— TASK BRIEF —
Return each line below holding the string "found".

— SOURCE RECORDS —
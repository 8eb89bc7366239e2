//! Vault item shapes as emitted by `op list items` and `op get item`.

use serde::Deserialize;
use std::fmt;

/// One entry of the catalog listing. Only the uuid and tags are relied on.
#[derive(Debug, Clone, Deserialize)]
pub struct ItemSummary {
    pub uuid: String,
    #[serde(default)]
    pub overview: Overview,
}

impl ItemSummary {
    pub fn has_tag(&self, tag: &str) -> bool {
        self.overview.tags.iter().any(|t| t == tag)
    }
}

#[derive(Debug, Clone, Default, Deserialize)]
pub struct Overview {
    #[serde(default)]
    pub title: Option<String>,
    #[serde(default)]
    pub tags: Vec<String>,
}

/// A fully fetched vault item.
#[derive(Debug, Clone, Deserialize)]
pub struct VaultItem {
    pub uuid: String,
    #[serde(default)]
    pub overview: Overview,
    #[serde(default)]
    pub details: Option<ItemDetails>,
}

impl VaultItem {
    /// Field lists of the sections that carry a `fields` entry, in section order.
    ///
    /// `None` when the item has no details or no sections at all.
    pub fn field_sections(&self) -> Option<Vec<&[Field]>> {
        let sections = self.details.as_ref()?.sections.as_ref()?;
        Some(
            sections
                .iter()
                .filter_map(|s| s.fields.as_deref())
                .collect(),
        )
    }

    /// Name of the attached document, for document items.
    pub fn file_name(&self) -> Option<&str> {
        self.details
            .as_ref()?
            .document_attributes
            .as_ref()?
            .file_name
            .as_deref()
    }
}

#[derive(Debug, Clone, Default, Deserialize)]
pub struct ItemDetails {
    #[serde(default)]
    pub sections: Option<Vec<Section>>,
    #[serde(default, rename = "documentAttributes")]
    pub document_attributes: Option<DocumentAttributes>,
}

#[derive(Debug, Clone, Default, Deserialize)]
pub struct Section {
    #[serde(default)]
    pub name: Option<String>,
    #[serde(default)]
    pub title: Option<String>,
    #[serde(default)]
    pub fields: Option<Vec<Field>>,
}

#[derive(Debug, Clone, Default, Deserialize)]
pub struct DocumentAttributes {
    #[serde(default, rename = "fileName")]
    pub file_name: Option<String>,
}

#[derive(Debug, Clone, Copy, PartialEq, Eq, Default, Deserialize)]
#[serde(rename_all = "lowercase")]
pub enum FieldKind {
    String,
    Concealed,
    #[default]
    #[serde(other)]
    Other,
}

/// A single section field: type tag `t`, kind `k`, value `v`.
#[derive(Clone, Default, Deserialize)]
pub struct Field {
    #[serde(default, rename = "t")]
    pub type_tag: String,
    #[serde(default, rename = "k")]
    pub kind: FieldKind,
    #[serde(default, rename = "v")]
    pub value: Option<serde_json::Value>,
}

impl Field {
    pub fn is(&self, type_tag: &str, kind: FieldKind) -> bool {
        self.type_tag == type_tag && self.kind == kind
    }

    /// The value as text. Numbers and booleans are rendered; other shapes yield `None`.
    pub fn text(&self) -> Option<String> {
        match self.value.as_ref()? {
            serde_json::Value::String(s) => Some(s.clone()),
            serde_json::Value::Number(n) => Some(n.to_string()),
            serde_json::Value::Bool(b) => Some(b.to_string()),
            _ => None,
        }
    }
}

impl fmt::Debug for Field {
    fn fmt(&self, f: &mut fmt::Formatter<'_>) -> fmt::Result {
        let mut out = f.debug_struct("Field");
        out.field("type_tag", &self.type_tag).field("kind", &self.kind);
        if self.kind == FieldKind::Concealed {
            out.field("value", &"<concealed>");
        } else {
            out.field("value", &self.value);
        }
        out.finish()
    }
}
/// An ordering by an entity orders by its identity columns.
fn expand_ordering(
    expression: SqlExpr,
    direction: OrderingDirection,
) -> ResolutionResult<Vec<Ordering>> {
    match expression.unwrap_named() {
        SqlExpr::Entity(entity) => match entity.identity_expression() {
            Some(SqlExpr::New(composite)) => Ok(composite
                .members
                .into_iter()
                .map(|member| Ordering::new(member.expr, direction))
                .collect()),
            Some(identity) => Ok(vec![Ordering::new(identity, direction)]),
            None => Err(ResolutionError::UnsupportedShape(format!(
                "ordering by entity `{}` without identity",
                entity.entity_type()
            ))),
        },
        _ => Ok(vec![Ordering::new(expression, direction)]),
    }
}

/// Finds a table by handle in the statements under resolution, including the statements of
/// sub-statement tables they contain.
fn find_table_mut(frames: &mut [StatementBuilder], id: TableId) -> Option<&mut SqlTable> {
    frames
        .iter_mut()
        .rev()
        .find_map(|frame| find_in_tables(&mut frame.tables, id))
}

fn find_in_tables(tables: &mut [SqlTable], id: TableId) -> Option<&mut SqlTable> {
    for table in tables.iter_mut() {
        if table.find(id).is_some() {
            return table.find_mut(id);
        }
        if let TableSource::SubStatement(sub) = &mut table.source {
            if let Some(found) = find_in_tables(&mut sub.statement.tables, id) {
                return Some(found);
            }
        }
    }
    None
}
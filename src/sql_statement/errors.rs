//! Construction invariant violations.
//!
//! These indicate an upstream defect (a stage or handler assembled an invalid statement), not a
//! problem with the user's query.

use thiserror::Error;

use crate::query_model::DataType;

use super::TableId;

#[derive(Debug, Clone, Error, PartialEq)]
pub enum StatementError {
    #[error("Statement has no result shape. The builder must set one before sealing.")]
    MissingResultShape,

    #[error("Statement has no select projection.")]
    MissingSelectProjection,

    #[error("WHERE condition must be boolean, found `{actual}`")]
    NonBooleanWhereCondition { actual: DataType },

    #[error("Join condition must be boolean, found `{actual}`")]
    NonBooleanJoinCondition { actual: DataType },

    #[error("A statement cannot carry both a TOP expression and the `{modifier}` aggregation; wrap the limited statement first")]
    TopWithAggregation { modifier: String },

    #[error("Foreign table of a resolved join must be resolved, found `{found}`")]
    UnresolvedForeignTable { found: String },

    #[error("Item type mismatch when replacing the source of table {table}: expected `{expected}`, got `{actual}`")]
    ItemTypeMismatch {
        table: TableId,
        expected: DataType,
        actual: DataType,
    },

    #[error("No table {0} in statement")]
    UnknownTable(TableId),
}
use crate::{
    query_model::{ConstantValue, DataType, MemberRef},
    sql_statement::{
        sql_expr::EntityRefMember, ColumnExpr, EntityDefinition, EntityExpr, ResolvedJoin,
        ResolvedSimpleTable, SqlExpr, UnresolvedJoin, UnresolvedTable,
    },
    utils::AliasGenerator,
};

use super::errors::MappingError;

/// Boundary to the mapping metadata: how domain types, members and relationships map to
/// tables, columns and joins.
///
/// Implementations are built once and shared read-only between translations. Every alias a
/// resolver hands out must come from the translation's [`AliasGenerator`].
#[cfg_attr(test, mockall::automock)]
pub trait MappingResolver: Send + Sync {
    /// Table (name plus fresh alias) for a mapped type.
    fn resolve_table_info(
        &self,
        table: &UnresolvedTable,
        generator: &mut AliasGenerator,
    ) -> Result<ResolvedSimpleTable, MappingError>;

    /// Foreign table plus the boolean condition matching its keys to the originating entity.
    fn resolve_join_info(
        &self,
        join: &UnresolvedJoin,
        generator: &mut AliasGenerator,
    ) -> Result<ResolvedJoin, MappingError>;

    /// Full column list of a resolved table, primary key columns flagged.
    fn resolve_simple_table_info(
        &self,
        table: &ResolvedSimpleTable,
        generator: &mut AliasGenerator,
    ) -> Result<EntityDefinition, MappingError>;

    /// A column, a navigation marker ([`SqlExpr::EntityRefMember`]) or a derived expression.
    fn resolve_member_expression(
        &self,
        entity: &EntityExpr,
        member: &MemberRef,
    ) -> Result<SqlExpr, MappingError>;

    fn resolve_column_member_expression(
        &self,
        column: &ColumnExpr,
        member: &MemberRef,
    ) -> Result<SqlExpr, MappingError>;

    /// Entity values become [`SqlExpr::EntityConstant`]s carrying their identity; anything
    /// else passes through as a constant.
    fn resolve_constant_expression(
        &self,
        value: &ConstantValue,
        data_type: &DataType,
    ) -> Result<SqlExpr, MappingError>;

    /// Boolean test that `expr` is a `target`, or a constant when statically decidable.
    fn resolve_type_check(&self, expr: &SqlExpr, target: &DataType)
        -> Result<SqlExpr, MappingError>;

    /// Identity of the entity a navigation marker points to, if it can be read off the
    /// originating table (a foreign key column) without joining.
    fn try_resolve_optimized_identity(&self, _marker: &EntityRefMember) -> Option<SqlExpr> {
        None
    }
}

— ANSWER TO THIS PROBLEM —
            if let Some(found) = find_in_tables(&mut sub.statement.tables, id) {
                return Some(found);
    #[error("WHERE condition must be boolean, found `{actual}`")]
    #[error("Join condition must be boolean, found `{actual}`")]
    #[error("Foreign table of a resolved join must be resolved, found `{found}`")]
    UnresolvedForeignTable { found: String },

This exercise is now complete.